Happy 16th Birthday Social Media!

SCOOP: The followng is the Behind-the-Scenes story on the Birth of Social Media

Shortly after the launch of the Internet in Australia in May 1994 when I was the media manager for ATUG, I was hired by Vodafone Australia but, at the time, I had already been contracted to work for the ABC TV's computer show "Hot Chips" as consultant researcher (given that I was also an IT&T journalist). Following this assignment with the ABC TV, I finally joined Vodafone and from then on, was thrown in the deep end to get Australia's third mobile carrier off the ground in a marketplace that was dominated by Telstra. It certainly was a challenge.
In this position, I tried to look for anything that could set the fledging company apart from its competitors. And in the space of a few months in the position, the opportunity of the possibility of creating a mobile digital data connection arose. The problem was that the telecommunications engineers were just that "telcos" and the computer guys were just that "computer guys" and the two did not really understand each other's world or language. For me, as an IT&T journalist, it was the natural progression and for this reason when, Lester Pearson (who was unique as Vodafone's UK Manager for Telecommunications and Computers at the time) approached me with this possibility I said to him that even though it was not a priority for the company I would put my job on the line and protect him and Sujeet Kumar (who was Vodafone Australia's Telecommunications Development Engineer at the time) to ensure that they had the space to work on making sure that they could get it to work.
And on that dull Monday afternoon on 26 Sept 1994, the world's first GSM mobile fax was received by me at about 4:30pm from a transmission made by Lester from his laptop computer connected to his Nokia 2110 GSM mobile phone whilst in transit on a train between North Sydney and Chatswood. This historic moment did not escape us... the three of us knew that this was the moment of the dawn of the Digital Age as we now know it and the birth of the phenomenon now known as "social media".

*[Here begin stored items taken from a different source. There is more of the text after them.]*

//! Database row representation.

use crate::Result;
use crate::convert::NativeValue;
use crate::error::{Error, FieldNotFoundError};
use crate::types::ColumnDescriptor;
use crate::value::Value;
use std::sync::Arc;

/// Anything the bridge can resolve record fields from.
pub trait FieldSource {
    /// Look up a value by `(table?, name)`.
    ///
    /// With a table, only a column from that table matches. Without one,
    /// the first column with that name wins.
    fn lookup(&self, table: Option<&str>, name: &str) -> Option<&Value>;
}

/// A single row returned from a query.
///
/// Column metadata is shared via `Arc` by every row of one result set.
#[derive(Debug, Clone)]
pub struct Row {
    /// Column values in order
    values: Vec<Value>,
    /// Shared column metadata
    columns: Arc<[ColumnDescriptor]>,
}

impl Row {
    /// Create a row from shared column metadata and its values.
    ///
    /// Surplus columns or values are ignored by lookups; the parser always
    /// produces matching lengths.
    pub fn new(columns: Arc<[ColumnDescriptor]>, values: Vec<Value>) -> Self {
        Self { values, columns }
    }

    /// Get the shared column metadata.
    pub fn columns(&self) -> Arc<[ColumnDescriptor]> {
        Arc::clone(&self.columns)
    }

    /// Get the number of columns in this row.
    pub fn len(&self) -> usize {
        self.values.len()
    }

    /// Check if this row is empty.
    pub fn is_empty(&self) -> bool {
        self.values.is_empty()
    }

    /// Get a value by column index.
    pub fn get(&self, index: usize) -> Option<&Value> {
        self.values.get(index)
    }

    /// Get a value by bare column name (first match).
    pub fn get_by_name(&self, name: &str) -> Option<&Value> {
        self.lookup(None, name)
    }

    /// Get a value by table-qualified column name.
    pub fn get_qualified(&self, table: &str, name: &str) -> Option<&Value> {
        self.lookup(Some(table), name)
    }

    /// Get a typed value by column name.
    pub fn get_named<T: NativeValue>(&self, name: &str) -> Result<T> {
        let value = self.get_by_name(name).ok_or_else(|| {
            Error::FieldNotFound(FieldNotFoundError {
                field: name.to_string(),
                table: None,
            })
        })?;
        T::from_value(value).map_err(|e| e.with_field(name))
    }

    /// Iterate over (descriptor, value) pairs.
    pub fn iter(&self) -> impl Iterator<Item = (&ColumnDescriptor, &Value)> {
        self.columns.iter().zip(self.values.iter())
    }

    /// Consume the row, returning its values.
    pub fn into_values(self) -> Vec<Value> {
        self.values
    }
}

impl FieldSource for Row {
    fn lookup(&self, table: Option<&str>, name: &str) -> Option<&Value> {
        self.iter()
            .find(|(col, _)| col.matches(table, name))
            .map(|(_, value)| value)
    }
}
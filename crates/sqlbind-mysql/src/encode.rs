//! Binary-protocol encoding of single values.
//!
//! The produced bytes are the cell contents a [`ColumnDecoder`] reads back,
//! so `decode(encode(v))` restores `v` for every representable value.
//!
//! [`ColumnDecoder`]: crate::decode::ColumnDecoder

use chrono::{Datelike, Timelike};
use sqlbind_core::error::{EncodeError, EncodeErrorKind};
use sqlbind_core::{ColumnDescriptor, Error, FieldType, Result, Value};

use crate::protocol::PacketWriter;

/// One value in binary-protocol form.
#[derive(Debug, Clone, PartialEq)]
pub struct EncodedValue {
    pub field_type: FieldType,
    pub unsigned: bool,
    /// Cell bytes without any length prefix
    pub bytes: Vec<u8>,
}

impl EncodedValue {
    /// A descriptor that decodes these bytes back to the original value.
    pub fn descriptor(&self, name: impl Into<String>) -> ColumnDescriptor {
        let column = ColumnDescriptor::new(name, self.field_type);
        if self.unsigned {
            column.unsigned()
        } else {
            column
        }
    }

    /// Append the cell to a row or parameter block, length-prefixed unless the
    /// type has a fixed width.
    pub fn write_to(&self, writer: &mut PacketWriter) -> Result<()> {
        if self.field_type.fixed_width().is_some() {
            writer.write_bytes(&self.bytes);
            Ok(())
        } else {
            writer.write_lenenc_bytes(&self.bytes)
        }
    }
}

/// Encode a value for the binary protocol.
pub fn encode_binary_value(value: &Value) -> Result<EncodedValue> {
    let (field_type, unsigned, bytes) = match value {
        Value::Null => (FieldType::Null, false, Vec::new()),
        Value::Bool(b) => (FieldType::Bit, true, vec![u8::from(*b)]),
        Value::Int(i) => (FieldType::LongLong, false, i.to_le_bytes().to_vec()),
        Value::UInt(u) => (FieldType::LongLong, true, u.to_le_bytes().to_vec()),
        Value::Double(f) => (FieldType::Double, false, f.to_le_bytes().to_vec()),
        Value::Bytes(b) => (FieldType::Blob, false, b.clone()),
        Value::Text(s) => (FieldType::VarString, false, s.as_bytes().to_vec()),
        Value::Date(d) => (FieldType::DateTime, false, encode_datetime(d)?),
        Value::Json(j) => (FieldType::Json, false, j.to_string().into_bytes()),
    };
    Ok(EncodedValue {
        field_type,
        unsigned,
        bytes,
    })
}

#[allow(clippy::cast_possible_truncation)]
fn encode_datetime(d: &chrono::NaiveDateTime) -> Result<Vec<u8>> {
    let year = u16::try_from(d.year()).map_err(|_| {
        Error::Encode(EncodeError {
            kind: EncodeErrorKind::Unsupported,
            field: None,
            message: format!("year {} is outside the DATETIME range", d.year()),
        })
    })?;
    let micros = d.nanosecond() / 1000;

    let mut writer = PacketWriter::with_capacity(11);
    writer.write_u16_le(year);
    writer.write_u8(d.month() as u8);
    writer.write_u8(d.day() as u8);
    writer.write_u8(d.hour() as u8);
    writer.write_u8(d.minute() as u8);
    writer.write_u8(d.second() as u8);
    if micros > 0 {
        writer.write_u32_le(micros);
    }
    Ok(writer.into_bytes())
}
//! MySQL wire-value codec for sqlbind.
//!
//! This crate implements the byte-level half of the MySQL client protocol
//! that sits between a socket and application values:
//!
//! - Length-encoded integers and strings
//! - Packet framing over an incrementally filled buffer
//! - OK / ERR / EOF response classification
//! - Binary-protocol column decoding into [`Value`]s
//! - Binary-protocol value encoding and row parsing
//!
//! Everything is synchronous and performs no I/O; the caller owns the socket
//! and feeds bytes in.
//!
//! # Example
//!
//! ```
//! use bytes::BytesMut;
//! use sqlbind_mysql::{PacketFramer, Response, classify};
//!
//! let mut buf = BytesMut::from(&[0x07, 0x00, 0x00, 0x01, 0x00, 0x01, 0x00, 0x02, 0x00, 0x00, 0x00][..]);
//! let packet = PacketFramer::new().try_frame(&mut buf)?.expect("complete packet");
//! match classify(&packet.payload)? {
//!     Response::Ok(ok) => assert_eq!(ok.affected_rows, 1),
//!     other => panic!("unexpected {other:?}"),
//! }
//! # Ok::<(), sqlbind_core::Error>(())
//! ```
//!
//! [`Value`]: sqlbind_core::Value

pub mod config;
pub mod decode;
pub mod encode;
pub mod protocol;
pub mod row;

pub use config::CodecConfig;
pub use decode::{BindBuffer, ColumnDecoder, TextDecoder, Utf8Text};
pub use encode::{EncodedValue, encode_binary_value};
pub use protocol::{
    EofPacket, ErrPacket, OkPacket, PacketFramer, PacketHeader, PacketReader, PacketWriter,
    RawPacket, Response, classify, decode_lenenc_int, encode_lenenc_int, encode_packet,
    parse_column_definition,
};
pub use row::{encode_binary_row, parse_binary_row};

Two weeks later, I publicly demonstrated this service, now dubbed as "Mobile Data & Fax service", by downloading a full-colour weather map of Australia at a conference by accessing the Internet via CompuServe's online service using the same laptop computer and mobile phone. It worked. It astounded. In no time, some of Australia's most well-known CEOs switched across to Vodafone who, up until then, had not given the new entrant another look. And so the company got its first foothold in the Australian marketplace. We had beaten Telstra by at least two years (despite its army of engineers...and from memory, I think it took four years for both Telstra and Optus to get the same service into the mainstream). This certainly gave Vodafone the competitive edge...and the rest is history!